- What to do
A verbatim reproduction of the lines below, from the line containing "let nulls = &record.null_fields;" through the line containing "pub fn linkedin_url(&self)", both ends included, is the whole required output.

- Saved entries
------------------------------
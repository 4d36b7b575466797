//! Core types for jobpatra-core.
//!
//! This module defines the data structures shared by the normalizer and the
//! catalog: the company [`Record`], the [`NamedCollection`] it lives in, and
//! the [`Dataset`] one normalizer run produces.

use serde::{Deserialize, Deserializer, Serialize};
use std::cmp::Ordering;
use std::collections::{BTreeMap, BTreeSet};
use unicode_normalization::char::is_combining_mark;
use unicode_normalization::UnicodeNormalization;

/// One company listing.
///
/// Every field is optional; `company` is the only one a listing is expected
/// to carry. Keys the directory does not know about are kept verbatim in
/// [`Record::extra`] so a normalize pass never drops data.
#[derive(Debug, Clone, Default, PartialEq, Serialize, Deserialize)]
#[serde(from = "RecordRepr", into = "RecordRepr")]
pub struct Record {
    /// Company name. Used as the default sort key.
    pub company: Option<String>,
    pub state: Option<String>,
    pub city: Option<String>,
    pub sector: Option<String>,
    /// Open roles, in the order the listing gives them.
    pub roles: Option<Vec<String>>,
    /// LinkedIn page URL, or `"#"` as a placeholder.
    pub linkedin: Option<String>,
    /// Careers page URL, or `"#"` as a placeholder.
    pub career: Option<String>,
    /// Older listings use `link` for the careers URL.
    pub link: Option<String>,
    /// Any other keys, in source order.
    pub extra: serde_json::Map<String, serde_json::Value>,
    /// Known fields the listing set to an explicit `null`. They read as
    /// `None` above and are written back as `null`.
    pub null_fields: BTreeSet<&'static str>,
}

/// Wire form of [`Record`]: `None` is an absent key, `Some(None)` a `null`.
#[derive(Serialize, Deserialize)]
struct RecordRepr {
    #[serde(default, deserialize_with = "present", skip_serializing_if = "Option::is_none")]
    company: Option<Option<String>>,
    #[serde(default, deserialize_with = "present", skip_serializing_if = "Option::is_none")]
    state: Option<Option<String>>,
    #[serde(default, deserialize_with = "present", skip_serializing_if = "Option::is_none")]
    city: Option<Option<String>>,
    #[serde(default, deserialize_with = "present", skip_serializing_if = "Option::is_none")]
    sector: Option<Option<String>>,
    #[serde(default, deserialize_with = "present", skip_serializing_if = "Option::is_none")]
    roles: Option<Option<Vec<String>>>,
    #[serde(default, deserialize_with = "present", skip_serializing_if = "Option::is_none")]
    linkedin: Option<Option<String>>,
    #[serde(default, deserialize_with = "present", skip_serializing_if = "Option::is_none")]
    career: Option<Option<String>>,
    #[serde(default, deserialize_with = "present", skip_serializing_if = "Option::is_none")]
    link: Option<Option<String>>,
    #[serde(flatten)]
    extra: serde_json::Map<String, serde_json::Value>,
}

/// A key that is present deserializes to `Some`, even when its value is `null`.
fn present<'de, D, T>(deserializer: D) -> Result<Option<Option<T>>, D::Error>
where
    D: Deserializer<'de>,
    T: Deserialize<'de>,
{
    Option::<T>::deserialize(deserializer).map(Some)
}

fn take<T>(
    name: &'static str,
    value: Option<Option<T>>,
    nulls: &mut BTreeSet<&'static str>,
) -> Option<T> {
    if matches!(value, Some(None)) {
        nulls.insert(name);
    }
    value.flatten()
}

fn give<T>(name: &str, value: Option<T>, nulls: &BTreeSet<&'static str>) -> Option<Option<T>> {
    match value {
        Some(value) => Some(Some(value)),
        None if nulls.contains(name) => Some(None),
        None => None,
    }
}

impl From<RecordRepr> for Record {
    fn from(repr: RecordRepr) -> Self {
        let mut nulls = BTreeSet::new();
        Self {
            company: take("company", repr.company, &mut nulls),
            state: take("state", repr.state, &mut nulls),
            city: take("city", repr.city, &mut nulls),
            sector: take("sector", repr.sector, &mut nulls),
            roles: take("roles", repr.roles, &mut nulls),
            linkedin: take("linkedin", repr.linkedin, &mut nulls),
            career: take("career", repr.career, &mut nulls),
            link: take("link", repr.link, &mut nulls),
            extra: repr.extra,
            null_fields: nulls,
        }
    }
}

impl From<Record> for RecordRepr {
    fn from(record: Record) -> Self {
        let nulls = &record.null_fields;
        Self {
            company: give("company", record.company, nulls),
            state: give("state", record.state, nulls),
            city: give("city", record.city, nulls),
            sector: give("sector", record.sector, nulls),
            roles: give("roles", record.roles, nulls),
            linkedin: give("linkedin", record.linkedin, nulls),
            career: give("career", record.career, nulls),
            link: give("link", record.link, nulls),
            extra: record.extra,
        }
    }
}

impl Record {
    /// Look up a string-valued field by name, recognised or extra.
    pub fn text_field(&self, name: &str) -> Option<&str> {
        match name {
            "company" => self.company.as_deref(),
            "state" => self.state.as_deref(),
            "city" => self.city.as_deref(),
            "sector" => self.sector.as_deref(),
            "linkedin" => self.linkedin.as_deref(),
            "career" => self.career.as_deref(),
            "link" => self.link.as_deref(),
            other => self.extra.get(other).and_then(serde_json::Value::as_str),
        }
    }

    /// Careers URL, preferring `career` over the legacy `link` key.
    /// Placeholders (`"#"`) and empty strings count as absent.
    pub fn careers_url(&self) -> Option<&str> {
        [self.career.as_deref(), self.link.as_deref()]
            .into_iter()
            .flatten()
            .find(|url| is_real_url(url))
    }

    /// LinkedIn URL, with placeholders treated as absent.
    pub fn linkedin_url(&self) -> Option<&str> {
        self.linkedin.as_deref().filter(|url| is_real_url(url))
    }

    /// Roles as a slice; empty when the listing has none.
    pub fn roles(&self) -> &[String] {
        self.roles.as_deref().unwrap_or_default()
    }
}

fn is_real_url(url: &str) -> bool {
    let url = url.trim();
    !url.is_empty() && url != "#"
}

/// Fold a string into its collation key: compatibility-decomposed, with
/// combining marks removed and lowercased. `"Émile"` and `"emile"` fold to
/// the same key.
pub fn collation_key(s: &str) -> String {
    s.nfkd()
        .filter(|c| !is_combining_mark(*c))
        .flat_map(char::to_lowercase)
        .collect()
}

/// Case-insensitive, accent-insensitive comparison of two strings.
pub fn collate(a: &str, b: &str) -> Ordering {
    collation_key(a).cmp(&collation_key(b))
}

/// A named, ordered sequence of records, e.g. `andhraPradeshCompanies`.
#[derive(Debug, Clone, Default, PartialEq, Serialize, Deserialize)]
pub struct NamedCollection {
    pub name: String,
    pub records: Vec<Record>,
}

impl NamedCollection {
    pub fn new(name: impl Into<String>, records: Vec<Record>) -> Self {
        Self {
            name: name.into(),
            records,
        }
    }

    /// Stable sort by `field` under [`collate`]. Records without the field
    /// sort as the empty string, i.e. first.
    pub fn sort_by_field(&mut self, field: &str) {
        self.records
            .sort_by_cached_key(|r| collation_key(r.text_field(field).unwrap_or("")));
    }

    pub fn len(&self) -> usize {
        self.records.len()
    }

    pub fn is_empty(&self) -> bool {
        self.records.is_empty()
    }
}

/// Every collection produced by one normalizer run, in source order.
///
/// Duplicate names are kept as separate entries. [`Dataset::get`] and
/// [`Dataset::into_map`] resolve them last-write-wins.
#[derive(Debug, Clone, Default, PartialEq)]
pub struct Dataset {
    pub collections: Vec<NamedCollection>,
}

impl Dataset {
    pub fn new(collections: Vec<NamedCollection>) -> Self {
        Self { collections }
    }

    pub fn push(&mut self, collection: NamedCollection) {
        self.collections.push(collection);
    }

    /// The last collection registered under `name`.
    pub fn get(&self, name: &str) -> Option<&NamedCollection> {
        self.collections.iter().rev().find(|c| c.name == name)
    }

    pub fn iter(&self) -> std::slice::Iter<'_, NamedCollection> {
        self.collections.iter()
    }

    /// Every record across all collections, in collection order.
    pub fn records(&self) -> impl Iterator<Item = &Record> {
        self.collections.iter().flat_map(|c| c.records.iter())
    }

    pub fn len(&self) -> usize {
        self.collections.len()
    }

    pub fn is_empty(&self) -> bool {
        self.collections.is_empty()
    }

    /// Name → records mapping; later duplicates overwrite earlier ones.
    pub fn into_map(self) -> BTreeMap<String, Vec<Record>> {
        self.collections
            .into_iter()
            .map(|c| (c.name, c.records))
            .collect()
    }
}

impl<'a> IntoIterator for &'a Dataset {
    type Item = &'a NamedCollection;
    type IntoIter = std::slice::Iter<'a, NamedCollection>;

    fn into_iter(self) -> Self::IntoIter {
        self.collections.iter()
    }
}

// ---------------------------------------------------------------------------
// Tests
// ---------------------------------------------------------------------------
------------------------------
- Result of the task
        let nulls = &record.null_fields;
        Self {
            company: give("company", record.company, nulls),
            state: give("state", record.state, nulls),
            city: give("city", record.city, nulls),
            sector: give("sector", record.sector, nulls),
            roles: give("roles", record.roles, nulls),
            linkedin: give("linkedin", record.linkedin, nulls),
            career: give("career", record.career, nulls),
            link: give("link", record.link, nulls),
            extra: record.extra,
        }
    }
}

impl Record {
    /// Look up a string-valued field by name, recognised or extra.
    pub fn text_field(&self, name: &str) -> Option<&str> {
        match name {
            "company" => self.company.as_deref(),
            "state" => self.state.as_deref(),
            "city" => self.city.as_deref(),
            "sector" => self.sector.as_deref(),
            "linkedin" => self.linkedin.as_deref(),
            "career" => self.career.as_deref(),
            "link" => self.link.as_deref(),
            other => self.extra.get(other).and_then(serde_json::Value::as_str),
        }
    }

    /// Careers URL, preferring `career` over the legacy `link` key.
    /// Placeholders (`"#"`) and empty strings count as absent.
    pub fn careers_url(&self) -> Option<&str> {
        [self.career.as_deref(), self.link.as_deref()]
            .into_iter()
            .flatten()
            .find(|url| is_real_url(url))
    }

    /// LinkedIn URL, with placeholders treated as absent.
    pub fn linkedin_url(&self) -> Option<&str> {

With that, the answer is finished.